EXERCISE: From the entries below, tally how many lines contain "same" and report only that figure.

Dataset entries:
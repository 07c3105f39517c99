//! Cart reflection cache.

use std::collections::HashMap;
use std::sync::{Arc, Mutex, MutexGuard};

use maison_core::{LineItem, LineItemId, NewLineItem, OwnerId, ProductId};
use tracing::{debug, info, instrument, warn};

use super::queue::{Confirmation, MutationQueue};
use super::{Confidence, LoadPhase, Tracked, lock_state};
use crate::api::{CartStore, StoreError};
use crate::error::{Result, SyncError};

/// In-memory mirror of one owner's cart.
///
/// Cheap to clone; clones share the snapshot and the mutation queue.
#[derive(Clone)]
pub struct CartCache {
    inner: Arc<CartInner>,
}

struct CartInner {
    store: Arc<dyn CartStore>,
    owner: OwnerId,
    state: Mutex<CartState>,
    /// Serializes first loads so concurrent readers share one fetch.
    load_lock: tokio::sync::Mutex<()>,
    queue: MutationQueue,
}

#[derive(Default)]
struct CartState {
    phase: LoadPhase,
    items: Vec<Tracked<LineItem>>,
    /// Last quantity the backend reported or acknowledged, per line item.
    confirmed: HashMap<LineItemId, u32>,
    /// Optimistic edits whose remote call has not finished, in issue order.
    pending: Vec<PendingEdit>,
    next_revision: u64,
    /// Bumped whenever the snapshot is replaced wholesale.
    epoch: u64,
}

struct PendingEdit {
    revision: u64,
    kind: Edit,
}

enum Edit {
    SetQuantity { id: LineItemId, quantity: u32 },
    Remove { item: LineItem, position: usize },
}

impl Edit {
    const fn line_item_id(&self) -> LineItemId {
        match self {
            Self::SetQuantity { id, .. } => *id,
            Self::Remove { item, .. } => item.id,
        }
    }
}

impl CartState {
    fn position(&self, id: LineItemId) -> Option<usize> {
        self.items.iter().position(|t| t.id == id)
    }

    fn revision(&mut self) -> u64 {
        self.next_revision += 1;
        self.next_revision
    }

    /// Replace the snapshot with server data, then re-apply edits the server
    /// has not seen yet so they stay visible.
    fn replace(&mut self, items: Vec<LineItem>) {
        self.epoch += 1;
        self.confirmed = items.iter().map(|item| (item.id, item.quantity)).collect();
        self.items = items.into_iter().map(Tracked::confirmed).collect();

        for edit in &self.pending {
            match &edit.kind {
                Edit::SetQuantity { id, quantity } => {
                    if let Some(tracked) = self.items.iter_mut().find(|t| t.id == *id) {
                        tracked.value.quantity = *quantity;
                        tracked.confidence = Confidence::Pending;
                    }
                }
                Edit::Remove { item, .. } => self.items.retain(|t| t.id != item.id),
            }
        }
    }

    /// Resolve a pending edit once its remote call has finished.
    fn settle(&mut self, revision: u64, succeeded: bool) {
        let Some(index) = self.pending.iter().position(|e| e.revision == revision) else {
            return;
        };
        let edit = self.pending.remove(index);
        let id = edit.kind.line_item_id();
        let superseded = self.pending.iter().any(|e| e.kind.line_item_id() == id);

        match (edit.kind, succeeded) {
            (Edit::SetQuantity { quantity, .. }, true) => {
                self.confirmed.insert(id, quantity);
                if !superseded && let Some(tracked) = self.items.iter_mut().find(|t| t.id == id) {
                    tracked.confidence = Confidence::Confirmed;
                }
            }
            (Edit::SetQuantity { .. }, false) => {
                if superseded {
                    return;
                }
                let baseline = self.confirmed.get(&id).copied();
                if let Some(tracked) = self.items.iter_mut().find(|t| t.id == id) {
                    if let Some(quantity) = baseline {
                        tracked.value.quantity = quantity;
                    }
                    tracked.confidence = Confidence::Failed;
                }
            }
            (Edit::Remove { .. }, true) => {
                self.confirmed.remove(&id);
            }
            (Edit::Remove { mut item, position }, false) => {
                if superseded || self.position(id).is_some() {
                    return;
                }
                if let Some(&quantity) = self.confirmed.get(&id) {
                    item.quantity = quantity;
                }
                let at = position.min(self.items.len());
                self.items.insert(at, Tracked::failed(item));
            }
        }
    }
}

impl CartInner {
    fn state(&self) -> MutexGuard<'_, CartState> {
        lock_state(&self.state)
    }
}

impl CartCache {
    /// Create an empty, uninitialized cache for an owner.
    ///
    /// # Panics
    ///
    /// Panics if called outside a Tokio runtime (the mutation queue worker is
    /// spawned here).
    #[must_use]
    pub fn new(store: Arc<dyn CartStore>, owner: OwnerId) -> Self {
        let queue = MutationQueue::spawn("cart", &owner);
        Self {
            inner: Arc::new(CartInner {
                store,
                owner,
                state: Mutex::default(),
                load_lock: tokio::sync::Mutex::new(()),
                queue,
            }),
        }
    }

    /// The owner this cache mirrors.
    #[must_use]
    pub fn owner(&self) -> &OwnerId {
        &self.inner.owner
    }

    /// Current load phase.
    #[must_use]
    pub fn phase(&self) -> LoadPhase {
        self.inner.state().phase
    }

    /// Whether a fetch is in flight.
    #[must_use]
    pub fn is_loading(&self) -> bool {
        self.phase() == LoadPhase::Loading
    }

    /// Number of optimistic edits still waiting on the backend.
    #[must_use]
    pub fn pending_count(&self) -> usize {
        self.inner.state().pending.len()
    }

    /// The snapshot as currently held, without fetching.
    #[must_use]
    pub fn current(&self) -> Vec<Tracked<LineItem>> {
        self.inner.state().items.clone()
    }

    /// The snapshot, fetching it first if this cache has not loaded yet.
    pub async fn snapshot(&self) -> Vec<Tracked<LineItem>> {
        self.ensure_loaded().await;
        self.current()
    }

    /// Mark the snapshot stale; the next [`snapshot`](Self::snapshot) refetches.
    /// Stale entries stay visible until then.
    pub fn invalidate(&self) {
        self.inner.state().phase = LoadPhase::Uninitialized;
    }

    /// Refetch and return the snapshot.
    pub async fn refresh(&self) -> Vec<Tracked<LineItem>> {
        self.invalidate();
        self.snapshot().await
    }

    #[instrument(skip(self), fields(owner = %self.inner.owner))]
    async fn ensure_loaded(&self) {
        if self.phase() == LoadPhase::Ready {
            return;
        }

        let _load = self.inner.load_lock.lock().await;
        let epoch = {
            let mut state = self.inner.state();
            if state.phase == LoadPhase::Ready {
                return;
            }
            state.phase = LoadPhase::Loading;
            state.epoch
        };

        let items = self.inner.store.fetch_cart(&self.inner.owner).await;

        let mut state = self.inner.state();
        // A clear or add finished while we were fetching; its data is newer.
        if state.epoch == epoch {
            debug!(count = items.len(), "Cart loaded");
            state.replace(items);
        }
        state.phase = LoadPhase::Ready;
    }

    /// Add a product to the cart.
    ///
    /// Not optimistic: waits for the backend to create the line item, then
    /// refetches the cart so the embedded product and server-assigned id are
    /// exact. On failure the snapshot is left untouched.
    ///
    /// # Errors
    ///
    /// Returns `SyncError::Store` if the create call fails.
    #[instrument(skip(self), fields(owner = %self.inner.owner))]
    pub async fn add(
        &self,
        product_id: ProductId,
        quantity: u32,
        size: Option<String>,
        color: Option<String>,
    ) -> Result<LineItem> {
        let request = NewLineItem {
            owner_id: self.inner.owner.clone(),
            product_id,
            quantity,
            size,
            color,
        };

        let inner = Arc::clone(&self.inner);
        let created = self
            .inner
            .queue
            .submit(async move {
                let created = inner.store.create_line_item(&request).await?;
                let items = inner.store.fetch_cart(&inner.owner).await;
                let mut state = inner.state();
                state.replace(items);
                state.phase = LoadPhase::Ready;
                Ok(created)
            })?
            .wait()
            .await
            .inspect_err(|e| warn!(error = %e, "Failed to add item to cart"))?;

        info!(line_item_id = %created.id, "Added item to cart");
        Ok(created)
    }

    /// Set a line item's quantity.
    ///
    /// Optimistic: the snapshot shows the new quantity as soon as this returns,
    /// before the backend has answered. Quantities below 1 are ignored and
    /// return `Ok(None)` without touching the snapshot or the network.
    ///
    /// If the remote update fails the quantity reverts to the last confirmed
    /// value (unless a newer edit of the same line is queued) and the entry is
    /// tagged [`Confidence::Failed`].
    ///
    /// # Errors
    ///
    /// Returns `SyncError::UnknownLineItem` if the id is not in the snapshot.
    #[instrument(skip(self), fields(owner = %self.inner.owner))]
    pub fn update_quantity(&self, id: LineItemId, quantity: u32) -> Result<Option<Confirmation>> {
        if quantity < 1 {
            debug!("Ignoring quantity below 1");
            return Ok(None);
        }

        let mut state = self.inner.state();
        let index = state.position(id).ok_or(SyncError::UnknownLineItem(id))?;
        if let Some(tracked) = state.items.get_mut(index) {
            tracked.value.quantity = quantity;
            tracked.confidence = Confidence::Pending;
        }
        let revision = state.revision();
        state.pending.push(PendingEdit {
            revision,
            kind: Edit::SetQuantity { id, quantity },
        });

        let inner = Arc::clone(&self.inner);
        let submitted = self.inner.queue.submit(async move {
            let result = inner.store.update_line_item(id, quantity).await;
            if let Err(e) = &result {
                warn!(error = %e, line_item_id = %id, "Quantity update failed, rolling back");
            }
            inner.state().settle(revision, result.is_ok());
            result
        });

        match submitted {
            Ok(confirmation) => Ok(Some(confirmation)),
            Err(e) => {
                state.settle(revision, false);
                Err(e)
            }
        }
    }

    /// Change a line item's quantity by `delta`, reading the current value
    /// under the same lock that applies the change so rapid calls compose.
    ///
    /// Returns `Ok(None)` when the result would be below 1.
    ///
    /// # Errors
    ///
    /// Returns `SyncError::UnknownLineItem` if the id is not in the snapshot.
    pub fn adjust_quantity(&self, id: LineItemId, delta: i64) -> Result<Option<Confirmation>> {
        let current = {
            let state = self.inner.state();
            let index = state.position(id).ok_or(SyncError::UnknownLineItem(id))?;
            state.items.get(index).map_or(0, |t| t.quantity)
        };

        let target = i64::from(current).saturating_add(delta);
        match u32::try_from(target) {
            Ok(quantity) => self.update_quantity(id, quantity),
            Err(_) => Ok(None),
        }
    }

    /// Remove a line item.
    ///
    /// Optimistic: the item leaves the snapshot before this returns. If the
    /// remote delete fails the item is put back at its old position, tagged
    /// [`Confidence::Failed`].
    ///
    /// # Errors
    ///
    /// Returns `SyncError::UnknownLineItem` if the id is not in the snapshot.
    #[instrument(skip(self), fields(owner = %self.inner.owner))]
    pub fn remove(&self, id: LineItemId) -> Result<Confirmation> {
        let mut state = self.inner.state();
        let position = state.position(id).ok_or(SyncError::UnknownLineItem(id))?;
        let item = state.items.remove(position).into_inner();
        let revision = state.revision();
        state.pending.push(PendingEdit {
            revision,
            kind: Edit::Remove { item, position },
        });

        let inner = Arc::clone(&self.inner);
        let submitted = self.inner.queue.submit(async move {
            let result = inner.store.remove_line_item(id).await;
            if let Err(e) = &result {
                warn!(error = %e, line_item_id = %id, "Remove failed, restoring item");
            }
            inner.state().settle(revision, result.is_ok());
            result
        });

        submitted.inspect_err(|_| state.settle(revision, false))
    }

    /// Remove every line item.
    ///
    /// Not optimistic: the snapshot is emptied only after the backend
    /// confirms; on failure it keeps every item. Edits issued while the clear
    /// is in flight still reach the backend, but a failure among them never
    /// restores a line into the cleared snapshot.
    ///
    /// # Errors
    ///
    /// Returns `SyncError::Store` if the bulk delete fails.
    #[instrument(skip(self), fields(owner = %self.inner.owner))]
    pub async fn clear(&self) -> Result<()> {
        let inner = Arc::clone(&self.inner);
        self.inner
            .queue
            .submit(async move {
                inner.store.clear_cart(&inner.owner).await?;
                let mut state = inner.state();
                state.epoch += 1;
                state.items.clear();
                state.confirmed.clear();
                // Edits queued behind the clear target lines that no longer
                // exist; their outcome must not touch the emptied snapshot.
                state.pending.clear();
                state.phase = LoadPhase::Ready;
                Ok::<(), StoreError>(())
            })?
            .wait()
            .await
            .inspect_err(|e| warn!(error = %e, "Failed to clear cart"))?;

        info!("Cleared cart");
        Ok(())
    }

    /// Total number of units across all lines.
    #[must_use]
    pub fn item_count(&self) -> u32 {
        self.inner
            .state()
            .items
            .iter()
            .map(|t| t.quantity)
            .sum()
    }
}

SOLUTION TO THIS PROBLEM: 2